O governo, querendo que a SCML seguisse outro rumo, não tinha de invocar falhas estatutárias (o que pode ser contestado em tribunal). Bastava, no despacho, ter invocado a necessidade de alinhamento com “as estratégias políticas e [com] os programas do governo”. Assim, não se falaria de saneamento político, mas da mudança política habitual, ainda que intempestiva e de duvidosa legitimidade, visto a maioria relativa que suporta o governo ser extremamente frágil. Estas mudanças não eram sistemáticas antes das maiorias absolutas do tempo de Cavaco Silva.
Este caso faz-me lembrar a anedota de um suposto episódio protagonizado Oliveira Salazar. Havendo necessidade de preencher duas vagas num cargo público, foi aberto concurso a que se candidataram três jovens: dois brancos e um negro. Presidiu ao júri de seleção o próprio chefe do governo, que explicou que, nos termos constitucionais, todos são iguais perante a lei, pelo que todos os cidadãos têm acesso aos cargos públicos, sendo privilegiado o mérito (o regime entre os cidadãos, contava os “semiassimilados”, que não tinham os mesmo direitos dos de primeira classe). Assim, perguntou ao primeiro candidato qual a primeira cidade atingida pela bomba atómica, ao que ele respondeu, prontamente: “Hiroshima!” Ao segundo perguntou qual a segunda cidade atingida pela bomba atómica, ao que ele respondeu, prontamente: “Nagasáqui!” E ao terceiro (o negro) perguntou por nomes, moradas e idades das vítimas das duas bombas atómicas. E ele não soube responder, pois não tinha estudado.

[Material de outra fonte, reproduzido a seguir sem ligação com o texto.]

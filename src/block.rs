use std::{mem, ptr::NonNull};

use crate::Pointer;

/// Block header size in bytes. This is the fixed per-allocation overhead,
/// and the quantity that every split consumes and every merge reclaims.
pub(crate) const BLOCK_HEADER_SIZE: usize = mem::size_of::<BlockHeader>();

/// Inline metadata record placed immediately before every block inside a
/// page. Here's a graphical representation of how it looks like in
/// memory:
///
/// ```text
/// +----------------------------+
/// | pointer to next header     |  <- null at the end of the page
/// +----------------------------+
/// | pointer to prev header     |  <- null at the start of the page
/// +----------------------------+
/// | payload size               |
/// +----------------------------+
/// | owning page index          |
/// +----------------------------+
/// | availability flag          |
/// +----------------------------+
/// |          Payload           |  <- this is what callers receive
/// |            ...             |
/// +----------------------------+
/// ```
///
/// The links only ever point within the same page, in address order, so
/// for any header with a successor the successor sits exactly
/// `BLOCK_HEADER_SIZE + size` bytes further. Note that the compiler is
/// free to reorder the fields, we never assume any specific layout, only
/// the total struct size matters.
pub(crate) struct BlockHeader {
    /// Next header in the same page, address order.
    pub next: Pointer<BlockHeader>,
    /// Previous header in the same page.
    pub prev: Pointer<BlockHeader>,
    /// Payload bytes that follow this header, excluding the header
    /// itself.
    pub size: usize,
    /// Index of the page this block lives in. Recorded at creation so
    /// that deallocation can find the owning page without searching.
    pub page_index: u32,
    /// Whether the payload is free for allocation.
    pub available: bool,
}

impl BlockHeader {
    /// Returns a pointer to the [`BlockHeader`] in front of the given
    /// payload address.
    ///
    /// ```text
    /// +---------------+
    /// |  BlockHeader  | <- Returned address points here.
    /// +---------------+
    /// |    Payload    | <- Given address should point here.
    /// +---------------+
    /// ```
    ///
    /// # Safety
    ///
    /// The caller must guarantee that `address` points exactly to the
    /// first memory cell after a valid header, which is true for every
    /// pointer the pool hands out. Anything else is undefined behaviour.
    #[inline]
    pub unsafe fn from_payload_address(address: NonNull<u8>) -> NonNull<Self> {
        NonNull::new_unchecked(address.as_ptr().cast::<Self>().offset(-1))
    }

    /// Returns the payload address right after the header, the address
    /// callers are allowed to write to.
    ///
    /// We use this as `BlockHeader::payload_address_of(header)` instead
    /// of a method on `&self` to avoid creating intermediary references
    /// that would upset Miri's aliasing rules.
    ///
    /// # Safety
    ///
    /// `header` must point to a live header inside a page buffer. The
    /// returned address is valid for `size` bytes.
    #[inline]
    pub unsafe fn payload_address_of(header: NonNull<Self>) -> NonNull<u8> {
        NonNull::new_unchecked(header.as_ptr().offset(1)).cast()
    }

    /// Bytes this block occupies in its page, header included.
    #[inline]
    pub fn total_size(&self) -> usize {
        BLOCK_HEADER_SIZE + self.size
    }
}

Eram todos iguais, mas o mérito levou à admissão dos dois primeiros e à exclusão do terceiro.
Também, agora, não houve saneamento político, mas houve destituição com base em inépcias que os atingidos podem considerar calúnias. “E não havia necessidade!” Foi atirar lama para cima da administração exonerada e poeira para os olhos dos Portugueses.
Algo parecido ocorreu com a direção executiva do Serviço Nacional de Saúde (DE-SNS). A ministra da Saúde, por despacho, deu um prazo de 60 dias a Fernando Araújo para apresentar um relatório sobre as reformas efetuadas e uma avaliação pormenorizada da organização, da funcionamento e das perspetivas futuras da DE-SNS. Porém, Araújo adiantou-se e apresentou o pedido de demissão, embora garantindo a apresentação do relatório no prazo estabelecido.
Num caso e no outro, o programa do governo apontava para a descontinuidade. No caso da DE-SNS, não houve saneamento, porque esta se adiantou. Caso contrário, haveria.
Resta saber o que virá por aí.
E as reformas e as reestruturações são interrompidas por quem as devia deixar prosseguir, até que pudesse ser feita uma avaliação serena das mesmas. A pressa é inimiga do acerto!